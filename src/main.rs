//! Connector CLI - inspect and maintain the feedback-analytics database

use anyhow::Context;
use clap::{Parser, Subcommand};
use connector::config::{self, ConnectorConfig};
use connector::ui::{self, Icons};
use connector::{AssociationTable, Filters, Record, Store};
use std::path::PathBuf;
use std::str::FromStr;
use tracing_subscriber::{fmt, prelude::*, EnvFilter};

#[derive(Parser)]
#[command(name = "connector")]
#[command(version)]
#[command(about = "Relational core of the feedback-analytics platform")]
#[command(long_about = r#"
Connector owns the relational store behind the feedback-analytics platform:
projects, users, feedback, conversational messages, issues, topics, rules,
datasets and reports.

Example usage:
  connector init
  connector stats
  connector find --table feedbacks --filters '{"source": {"value": "slack"}}'
  connector link --table users_projects --set user_id=1 --set project_id=2
  connector remap --table topics_userMessages --column topic_id --from 7 --to 3
  connector export --id 4
  connector customers --id 12
"#)]
struct Cli {
    /// Enable verbose logging
    #[arg(short, long, global = true)]
    verbose: bool,

    /// Path to the config file (defaults to ./connector.toml)
    #[arg(short, long, global = true)]
    config: Option<PathBuf>,

    /// Path to the database file (overrides the config)
    #[arg(short, long, global = true)]
    database: Option<PathBuf>,

    #[command(subcommand)]
    command: Commands,
}

#[derive(Subcommand)]
enum Commands {
    /// Write a config file and create the schema
    Init {
        /// Overwrite an existing config file
        #[arg(long)]
        force: bool,
    },

    /// Show row counts for every table
    Stats,

    /// List rows of a table matching JSON filters
    Find {
        /// Entity table name, e.g. `feedbacks`
        #[arg(short, long)]
        table: String,

        /// Filters as JSON: {"field": {"operator": ">=", "value": 4}}
        #[arg(short, long)]
        filters: Option<String>,

        /// Print rows as JSON
        #[arg(long)]
        json: bool,
    },

    /// Link two rows through an association table
    Link {
        /// Association table name, e.g. `users_projects`
        #[arg(short, long)]
        table: String,

        /// Edge column assignment, `column=id`; give one per side
        #[arg(long = "set", value_parser = parse_assignment, required = true)]
        set: Vec<(String, i64)>,
    },

    /// Move every edge from one id to another (entity merge)
    Remap {
        #[arg(short, long)]
        table: String,

        /// Edge column to rewrite
        #[arg(long)]
        column: String,

        #[arg(long)]
        from: i64,

        #[arg(long)]
        to: i64,
    },

    /// Print a dataset with its messages as JSON
    Export {
        /// Dataset id
        #[arg(long)]
        id: i64,
    },

    /// Read the customer table configured under [customer_table]
    Customers {
        /// Only the row with this id
        #[arg(long)]
        id: Option<i64>,

        /// Print rows as JSON
        #[arg(long)]
        json: bool,
    },
}

fn parse_assignment(s: &str) -> Result<(String, i64), String> {
    let (column, id) = s
        .split_once('=')
        .ok_or_else(|| format!("expected column=id, got '{}'", s))?;
    let id = id
        .trim()
        .parse::<i64>()
        .map_err(|e| format!("invalid id in '{}': {}", s, e))?;
    Ok((column.trim().to_string(), id))
}

fn resolve_config(cli: &Cli) -> anyhow::Result<ConnectorConfig> {
    let mut config = config::load_config(cli.config.as_deref())?.unwrap_or_default();
    config.apply_env();
    if let Some(db) = &cli.database {
        config.database = Some(db.display().to_string());
    }
    Ok(config)
}

fn open_store(config: &ConnectorConfig) -> anyhow::Result<Store> {
    let path = config.database_path();
    config::ensure_db_dir(&path)?;
    Store::open_with(&path, config.store_options())
        .with_context(|| format!("failed to open database at {}", path.display()))
}

fn main() {
    let cli = Cli::parse();

    // Initialize logging
    let filter = if cli.verbose {
        EnvFilter::new("debug")
    } else {
        EnvFilter::new("info")
    };

    tracing_subscriber::registry()
        .with(fmt::layer().with_writer(std::io::stderr))
        .with(filter)
        .init();

    if let Err(e) = run(cli) {
        ui::error(&format!("{:#}", e));
        std::process::exit(1);
    }
}

fn run(cli: Cli) -> anyhow::Result<()> {
    let config = resolve_config(&cli)?;

    match cli.command {
        Commands::Init { force } => {
            let config_path = cli.config.clone().unwrap_or_else(config::default_config_path);
            let mut written = config.clone();
            written.database = Some(config.database_path().display().to_string());
            config::write_config(&config_path, &written, force)?;

            let store = open_store(&written)?;
            let tables = store.schema().entities().count() + store.schema().associations().len();
            ui::success(&format!("Wrote {}", config_path.display()));
            ui::info("Database", &written.database_path().display().to_string());
            ui::info("Tables", &tables.to_string());
        }

        Commands::Stats => {
            let store = open_store(&config)?;
            let stats = store.stats()?;

            ui::header(
                Icons::STATS,
                &format!("Connector Statistics ({})", config.database_path().display()),
            );
            println!("{}", ui::stats_table(&stats.tables));
            ui::summary_row(
                "Connections:",
                &format!("{} ({} idle)", stats.connections, stats.idle_connections),
            );
        }

        Commands::Find { table, filters, json } => {
            let store = open_store(&config)?;
            let filters = match filters {
                Some(raw) => Filters::from_json(&raw)?,
                None => Filters::new(),
            };
            let records = store.read(|uow| uow.find_records(&table, &filters))?;
            print_records(&table, &records, json)?;
        }

        Commands::Link { table, set } => {
            let table = AssociationTable::from_str(&table)?;
            let columns: Vec<(&str, i64)> = set.iter().map(|(c, id)| (c.as_str(), *id)).collect();
            let inserted = store_transaction(&config, |uow| uow.insert_edge_if_absent(table, &columns))?;

            if inserted {
                ui::success(&format!("{} Linked in {}", Icons::LINK, table));
            } else {
                ui::info(table.as_str(), "edge already present");
            }
        }

        Commands::Remap { table, column, from, to } => {
            let table = AssociationTable::from_str(&table)?;
            let outcome =
                store_transaction(&config, |uow| uow.remap_edges(table, &column, Some(from), Some(to)))?;

            ui::success(&format!("{} Remapped {}.{}: {} -> {}", Icons::MERGE, table, column, from, to));
            ui::summary_row("Rewritten:", &outcome.rewritten.to_string());
            ui::summary_row("Collapsed:", &outcome.collapsed.to_string());
        }

        Commands::Export { id } => {
            let store = open_store(&config)?;
            let export = store
                .read(|uow| uow.export_dataset(id))?
                .with_context(|| format!("no dataset with id {}", id))?;
            println!("{}", serde_json::to_string_pretty(&export)?);
        }

        Commands::Customers { id, json } => {
            let mapping = config
                .customer_table
                .as_ref()
                .context("no [customer_table] section in the config")?
                .build()?;
            let store = open_store(&config)?;
            let records = match id {
                Some(id) => store
                    .read(|uow| uow.read_mapped_by_id(&mapping, id))?
                    .into_iter()
                    .collect(),
                None => store.read(|uow| uow.read_all_mapped(&mapping))?,
            };
            print_records(mapping.table(), &records, json)?;
        }
    }

    Ok(())
}

fn print_records(table: &str, records: &[Record], json: bool) -> anyhow::Result<()> {
    if json {
        println!("{}", serde_json::to_string_pretty(records)?);
    } else if records.is_empty() {
        ui::warn(&format!("No rows in {} matched", table));
    } else {
        ui::header(Icons::MAG, &format!("{} ({} rows)", table, records.len()));
        println!("{}", ui::records_table(records));
    }
    Ok(())
}

fn store_transaction<T>(
    config: &ConnectorConfig,
    f: impl FnOnce(&mut connector::UnitOfWork) -> connector::Result<T>,
) -> anyhow::Result<T> {
    let store = open_store(config)?;
    Ok(store.transaction(f)?)
}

***

_ABOUT THIS TASK:_ Could you reproduce every record above exactly as it appears?

_THE COMPLETED TASK:_
filename src/main.rs
//! Connector CLI - inspect and maintain the feedback-analytics database

use anyhow::Context;
use clap::{Parser, Subcommand};
use connector::config::{self, ConnectorConfig};
use connector::ui::{self, Icons};
use connector::{AssociationTable, Filters, Record, Store};
use std::path::PathBuf;
use std::str::FromStr;
use tracing_subscriber::{fmt, prelude::*, EnvFilter};

#[derive(Parser)]
#[command(name = "connector")]
#[command(version)]
#[command(about = "Relational core of the feedback-analytics platform")]
#[command(long_about = r#"
Connector owns the relational store behind the feedback-analytics platform:
projects, users, feedback, conversational messages, issues, topics, rules,
datasets and reports.

Example usage:
  connector init
  connector stats
  connector find --table feedbacks --filters '{"source": {"value": "slack"}}'
  connector link --table users_projects --set user_id=1 --set project_id=2
  connector remap --table topics_userMessages --column topic_id --from 7 --to 3
  connector export --id 4
  connector customers --id 12
"#)]
struct Cli {
    /// Enable verbose logging
    #[arg(short, long, global = true)]
    verbose: bool,

    /// Path to the config file (defaults to ./connector.toml)
    #[arg(short, long, global = true)]
    config: Option<PathBuf>,

    /// Path to the database file (overrides the config)
    #[arg(short, long, global = true)]
    database: Option<PathBuf>,

    #[command(subcommand)]
    command: Commands,
}

#[derive(Subcommand)]
enum Commands {
    /// Write a config file and create the schema
    Init {
        /// Overwrite an existing config file
        #[arg(long)]
        force: bool,
    },

    /// Show row counts for every table
    Stats,

    /// List rows of a table matching JSON filters
    Find {
        /// Entity table name, e.g. `feedbacks`
        #[arg(short, long)]
        table: String,

        /// Filters as JSON: {"field": {"operator": ">=", "value": 4}}
        #[arg(short, long)]
        filters: Option<String>,

        /// Print rows as JSON
        #[arg(long)]
        json: bool,
    },

    /// Link two rows through an association table
    Link {
        /// Association table name, e.g. `users_projects`
        #[arg(short, long)]
        table: String,

        /// Edge column assignment, `column=id`; give one per side
        #[arg(long = "set", value_parser = parse_assignment, required = true)]
        set: Vec<(String, i64)>,
    },

    /// Move every edge from one id to another (entity merge)
    Remap {
        #[arg(short, long)]
        table: String,

        /// Edge column to rewrite
        #[arg(long)]
        column: String,

        #[arg(long)]
        from: i64,

        #[arg(long)]
        to: i64,
    },

    /// Print a dataset with its messages as JSON
    Export {
        /// Dataset id
        #[arg(long)]
        id: i64,
    },

    /// Read the customer table configured under [customer_table]
    Customers {
        /// Only the row with this id
        #[arg(long)]
        id: Option<i64>,

        /// Print rows as JSON
        #[arg(long)]
        json: bool,
    },
}

fn parse_assignment(s: &str) -> Result<(String, i64), String> {
    let (column, id) = s
        .split_once('=')
        .ok_or_else(|| format!("expected column=id, got '{}'", s))?;
    let id = id
        .trim()
        .parse::<i64>()
        .map_err(|e| format!("invalid id in '{}': {}", s, e))?;
    Ok((column.trim().to_string(), id))
}

fn resolve_config(cli: &Cli) -> anyhow::Result<ConnectorConfig> {
    let mut config = config::load_config(cli.config.as_deref())?.unwrap_or_default();
    config.apply_env();
    if let Some(db) = &cli.database {
        config.database = Some(db.display().to_string());
    }
    Ok(config)
}

fn open_store(config: &ConnectorConfig) -> anyhow::Result<Store> {
    let path = config.database_path();
    config::ensure_db_dir(&path)?;
    Store::open_with(&path, config.store_options())
        .with_context(|| format!("failed to open database at {}", path.display()))
}

fn main() {
    let cli = Cli::parse();

    // Initialize logging
    let filter = if cli.verbose {
        EnvFilter::new("debug")
    } else {
        EnvFilter::new("info")
    };

    tracing_subscriber::registry()
        .with(fmt::layer().with_writer(std::io::stderr))
        .with(filter)
        .init();

    if let Err(e) = run(cli) {
        ui::error(&format!("{:#}", e));
        std::process::exit(1);
    }
}

fn run(cli: Cli) -> anyhow::Result<()> {
    let config = resolve_config(&cli)?;

    match cli.command {
        Commands::Init { force } => {
            let config_path = cli.config.clone().unwrap_or_else(config::default_config_path);
            let mut written = config.clone();
            written.database = Some(config.database_path().display().to_string());
            config::write_config(&config_path, &written, force)?;

            let store = open_store(&written)?;
            let tables = store.schema().entities().count() + store.schema().associations().len();
            ui::success(&format!("Wrote {}", config_path.display()));
            ui::info("Database", &written.database_path().display().to_string());
            ui::info("Tables", &tables.to_string());
        }

        Commands::Stats => {
            let store = open_store(&config)?;
            let stats = store.stats()?;

            ui::header(
                Icons::STATS,
                &format!("Connector Statistics ({})", config.database_path().display()),
            );
            println!("{}", ui::stats_table(&stats.tables));
            ui::summary_row(
                "Connections:",
                &format!("{} ({} idle)", stats.connections, stats.idle_connections),
            );
        }

        Commands::Find { table, filters, json } => {
            let store = open_store(&config)?;
            let filters = match filters {
                Some(raw) => Filters::from_json(&raw)?,
                None => Filters::new(),
            };
            let records = store.read(|uow| uow.find_records(&table, &filters))?;
            print_records(&table, &records, json)?;
        }

        Commands::Link { table, set } => {
            let table = AssociationTable::from_str(&table)?;
            let columns: Vec<(&str, i64)> = set.iter().map(|(c, id)| (c.as_str(), *id)).collect();
            let inserted = store_transaction(&config, |uow| uow.insert_edge_if_absent(table, &columns))?;

            if inserted {
                ui::success(&format!("{} Linked in {}", Icons::LINK, table));
            } else {
                ui::info(table.as_str(), "edge already present");
            }
        }

        Commands::Remap { table, column, from, to } => {
            let table = AssociationTable::from_str(&table)?;
            let outcome =
                store_transaction(&config, |uow| uow.remap_edges(table, &column, Some(from), Some(to)))?;

            ui::success(&format!("{} Remapped {}.{}: {} -> {}", Icons::MERGE, table, column, from, to));
            ui::summary_row("Rewritten:", &outcome.rewritten.to_string());
            ui::summary_row("Collapsed:", &outcome.collapsed.to_string());
        }

        Commands::Export { id } => {
            let store = open_store(&config)?;
            let export = store
                .read(|uow| uow.export_dataset(id))?
                .with_context(|| format!("no dataset with id {}", id))?;
            println!("{}", serde_json::to_string_pretty(&export)?);
        }

        Commands::Customers { id, json } => {
            let mapping = config
                .customer_table
                .as_ref()
                .context("no [customer_table] section in the config")?
                .build()?;
            let store = open_store(&config)?;
            let records = match id {
                Some(id) => store
                    .read(|uow| uow.read_mapped_by_id(&mapping, id))?
                    .into_iter()
                    .collect(),
                None => store.read(|uow| uow.read_all_mapped(&mapping))?,
            };
            print_records(mapping.table(), &records, json)?;
        }
    }

    Ok(())
}

fn print_records(table: &str, records: &[Record], json: bool) -> anyhow::Result<()> {
    if json {
        println!("{}", serde_json::to_string_pretty(records)?);
    } else if records.is_empty() {
        ui::warn(&format!("No rows in {} matched", table));
    } else {
        ui::header(Icons::MAG, &format!("{} ({} rows)", table, records.len()));
        println!("{}", ui::records_table(records));
    }
    Ok(())
}

fn store_transaction<T>(
    config: &ConnectorConfig,
    f: impl FnOnce(&mut connector::UnitOfWork) -> connector::Result<T>,
) -> anyhow::Result<T> {
    let store = open_store(config)?;
    Ok(store.transaction(f)?)
}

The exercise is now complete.